Un autre interprète, qui avait collaboré avec l’armée australienne, a été pendu la semaine suivante, comme le rapporte la chaine ABC. Les interprètes craignent d’être découverts et exécutés : « À la fin de mon service avec l’armée italienne, j’ai été blessé par un engin piégé. Pendant le processus d’évacuation, je n’ai pas pu venir à Kaboul car mon fils était malade. Maintenant, je demande respectueusement de partir en Italie car nous sommes dans une situation très dangereuse ». Un autre interprète écrit : « J’ai peur quand je marche dans la rue. Quand je suis chez moi, je crains que les talibans ne viennent m’arrêter. Il y a quelques jours, un responsable du gouvernement précédent a été emmené par les talibans et nous savons pas s’il est vivant ou mort ». Le désespoir devient de plus en plus fort :

« Les talibans sont sans scrupules et n’ont pitié pour personne »

Non seulement ceux qui ont collaboré avec notre pays, ont été laissés pour compte, mais aussi quelque 80 interprètes qui ont travaillé avec l’OTAN, en particulier avec l’armée turque : Aidez-nous. « Pendant l’évacuation, nous avons exprimé nos préoccupations, mais ils ont indiqué qu’ils n’avaient aucun plan pour nous aider. Pourtant, ils nous avaient promis peu de temps auparavant qu’ils ne nous abandonneraient jamais ».
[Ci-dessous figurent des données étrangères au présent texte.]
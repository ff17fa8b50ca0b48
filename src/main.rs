use beatsync::{
    BeatScheduler, FlashController, FlashFrame, FlashLevel, FlashPattern, PlaybackPosition,
    SharedPlayhead, create_beat_channel, create_notification_channel,
};
use ringbuf::traits::Consumer;
use std::sync::{Arc, Mutex};
use std::thread;
use std::time::{Duration, Instant};

// Ringbuffer capacity constants
// Sized for the fastest supported tempo:
// - 300 BPM produces 5 beat events per second
// - 64 capacity buffers >10 seconds against a stalled consumer
// - Notifications are rarer (drift warnings, resyncs), 256 is generous
const BEAT_RINGBUFFER_CAPACITY: usize = 64;
const NOTIFICATION_RINGBUFFER_CAPACITY: usize = 256;

const DEMO_BPM: u32 = 120;

/// How long the simulated audio thread sleeps between position updates
const PLAYBACK_TICK: Duration = Duration::from_millis(10);

fn main() {
    println!("=== BeatSync ===");
    println!("Version 0.1.0 - visual metronome engine\n");

    // Create the communication channels
    let (beat_tx, mut beat_rx) = create_beat_channel(BEAT_RINGBUFFER_CAPACITY);
    let (notification_tx, mut notification_rx) =
        create_notification_channel(NOTIFICATION_RINGBUFFER_CAPACITY);
    let notification_tx = Arc::new(Mutex::new(notification_tx));

    // Simulated playback clock standing in for the audio engine.
    // Starts mid-beat so the first fire shows the grid alignment.
    let playhead = SharedPlayhead::new();
    playhead.seek_seconds(0.3);
    playhead.set_playing(true);

    {
        let playhead = playhead.clone();
        thread::spawn(move || {
            loop {
                thread::sleep(PLAYBACK_TICK);
                playhead.advance_seconds(PLAYBACK_TICK.as_secs_f64());
            }
        });
    }
    println!("Playback simulation started at {:.1}s", playhead.position_seconds());

    let mut scheduler = BeatScheduler::new(beat_tx, notification_tx);
    scheduler.set_position_provider(playhead.clone());
    if let Err(e) = scheduler.set_bpm(DEMO_BPM) {
        eprintln!("ERROR: {}", e);
        return;
    }

    let mut flash = FlashController::new();

    println!("Starting sync at {}\n", scheduler.bpm());
    if let Err(e) = scheduler.start(playhead.position_seconds()) {
        eprintln!("ERROR: {}", e);
        return;
    }
    flash.start();

    // Two measures per pattern, faster tempo for the last one
    for (i, pattern) in FlashPattern::ALL.into_iter().enumerate() {
        flash.set_pattern(pattern);
        println!("--- {} ---", pattern.info().name);

        if i == FlashPattern::ALL.len() - 1 {
            if scheduler.set_bpm(240).is_ok() {
                println!("(tempo change: {})", scheduler.bpm());
            }
        }

        let mut beats = 0;
        let deadline = Instant::now() + Duration::from_secs(10);
        while beats < 2 * flash.beats_per_measure() as usize && Instant::now() < deadline {
            while let Some(event) = beat_rx.try_pop() {
                if !event.is_active {
                    continue;
                }
                if let Some(flash_event) = flash.on_beat_trigger() {
                    println!(
                        "{}  beat {}",
                        render(&flash_event.frame()),
                        flash.beat_counter_text()
                    );
                    beats += 1;
                }
            }
            thread::sleep(Duration::from_millis(5));
        }
    }

    // Diagnostics before stop clears the session
    println!(
        "\nSession: {} beats in {:.1}s, drift {:.1}ms, {} resync(s)",
        scheduler.beat_count(),
        scheduler.elapsed().as_secs_f64(),
        scheduler.current_drift_seconds() * 1000.0,
        scheduler.resync_count()
    );

    scheduler.stop();
    let reset = flash.stop();
    println!("{}  stopped", render(&reset.frame()));

    while let Some(notification) = notification_rx.try_pop() {
        println!("[{:?}/{:?}] {}", notification.level, notification.category, notification.message);
    }

    println!("\n=== BeatSync finished ===");
}

/// Text rendering of a flash frame, one row per beat
fn render(frame: &FlashFrame) -> String {
    match frame {
        FlashFrame::SingleArea { level } => match level {
            FlashLevel::Strong => "[XXXX]".to_string(),
            FlashLevel::Weak => "[ xx ]".to_string(),
            FlashLevel::Idle => "[    ]".to_string(),
        },
        FlashFrame::FourCircles { circles } => circles
            .iter()
            .map(|circle| {
                if circle.strong {
                    "(@)"
                } else if circle.lit {
                    "(o)"
                } else {
                    "( )"
                }
            })
            .collect::<Vec<_>>()
            .join(" "),
        FlashFrame::ProgressiveBar { segments } => {
            let bar: String = segments
                .iter()
                .map(|segment| {
                    if segment.strong {
                        '#'
                    } else if segment.filled {
                        '='
                    } else {
                        '.'
                    }
                })
                .collect();
            format!("[{}]", bar)
        }
    }
}
//! The four arithmetic operations.
//!
//! All functions are pure and operate on `f64` with native IEEE-754
//! semantics: overflow yields infinity and NaN propagates.

use serde::Serialize;

use crate::error::{CalcError, Result};

/// A supported arithmetic operation.
#[derive(Debug, Clone, Copy, PartialEq, Eq, Serialize)]
#[serde(rename_all = "lowercase")]
pub enum Operation {
    Add,
    Sub,
    Mul,
    Div,
}

impl Operation {
    /// Subcommand name.
    #[must_use]
    pub const fn name(self) -> &'static str {
        match self {
            Self::Add => "add",
            Self::Sub => "sub",
            Self::Mul => "mul",
            Self::Div => "div",
        }
    }

    /// Infix symbol used when rendering.
    #[must_use]
    pub const fn symbol(self) -> &'static str {
        match self {
            Self::Add => "+",
            Self::Sub => "-",
            Self::Mul => "*",
            Self::Div => "/",
        }
    }

    /// Apply the operation to two operands.
    ///
    /// # Errors
    ///
    /// Returns [`CalcError::DivideByZero`] for `Div` with a zero divisor.
    pub fn apply(self, a: f64, b: f64) -> Result<f64> {
        match self {
            Self::Add => Ok(add(a, b)),
            Self::Sub => Ok(sub(a, b)),
            Self::Mul => Ok(mul(a, b)),
            Self::Div => div(a, b),
        }
    }
}

impl std::fmt::Display for Operation {
    fn fmt(&self, f: &mut std::fmt::Formatter<'_>) -> std::fmt::Result {
        f.write_str(self.name())
    }
}

#[must_use]
pub fn add(a: f64, b: f64) -> f64 {
    a + b
}

#[must_use]
pub fn sub(a: f64, b: f64) -> f64 {
    a - b
}

#[must_use]
pub fn mul(a: f64, b: f64) -> f64 {
    a * b
}

/// Divide `a` by `b`.
///
/// # Errors
///
/// Returns [`CalcError::DivideByZero`] when `b` is zero (positive or negative).
pub fn div(a: f64, b: f64) -> Result<f64> {
    if b == 0.0 {
        return Err(CalcError::DivideByZero);
    }
    Ok(a / b)
}

#[cfg(test)]
#[allow(clippy::float_cmp)]
mod tests {
    use super::*;

    const SAMPLES: &[f64] = &[0.0, -0.0, 1.0, -1.0, 2.5, -4.0, 0.1, 1e300, -1e-300, 7.0];

    #[test]
    fn add_sub_mul_match_native_arithmetic() {
        for &a in SAMPLES {
            for &b in SAMPLES {
                assert_eq!(add(a, b), a + b);
                assert_eq!(sub(a, b), a - b);
                assert_eq!(mul(a, b), a * b);
            }
        }
    }

    #[test]
    fn div_matches_native_for_nonzero_divisor() {
        for &a in SAMPLES {
            for &b in SAMPLES.iter().filter(|b| **b != 0.0) {
                assert_eq!(div(a, b).unwrap(), a / b);
            }
        }
    }

    #[test]
    fn div_by_zero_always_fails() {
        for &a in SAMPLES {
            assert!(matches!(div(a, 0.0), Err(CalcError::DivideByZero)));
            assert!(matches!(div(a, -0.0), Err(CalcError::DivideByZero)));
        }
        assert!(matches!(div(f64::NAN, 0.0), Err(CalcError::DivideByZero)));
    }

    #[test]
    fn overflow_goes_to_infinity() {
        assert_eq!(mul(1e308, 10.0), f64::INFINITY);
        assert!(add(f64::NAN, 1.0).is_nan());
    }

    #[test]
    fn apply_dispatches() {
        assert_eq!(Operation::Add.apply(2.0, 3.0).unwrap(), 5.0);
        assert_eq!(Operation::Sub.apply(2.0, 3.0).unwrap(), -1.0);
        assert_eq!(Operation::Mul.apply(-4.0, 5.0).unwrap(), -20.0);
        assert_eq!(Operation::Div.apply(7.0, 2.0).unwrap(), 3.5);
        assert!(Operation::Div.apply(10.0, 0.0).is_err());
    }

    #[test]
    fn symbols_and_names() {
        let ops = [Operation::Add, Operation::Sub, Operation::Mul, Operation::Div];
        let symbols = ops.map(Operation::symbol);
        assert_eq!(symbols, ["+", "-", "*", "/"]);
        assert_eq!(Operation::Div.to_string(), "div");
        assert_eq!(serde_json::to_string(&Operation::Mul).unwrap(), "\"mul\"");
    }
}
C’est l’incertitude qui pèse sur les Afghans, ajoute Matteo Carnieletto. L’annonce d’une nouvelle évacuation représente certainement une étape importante pour secourir ceux qui ont aidé les soldats italiens pendant ces vingt années de guerre. Mais elle laisse toujours une question fondamentale sans réponse : comment sauver les interprètes et collaborateurs restés en Afghanistan ? Personne, ou presque, ne semble être en mesure d’apporter une réponse à cette question.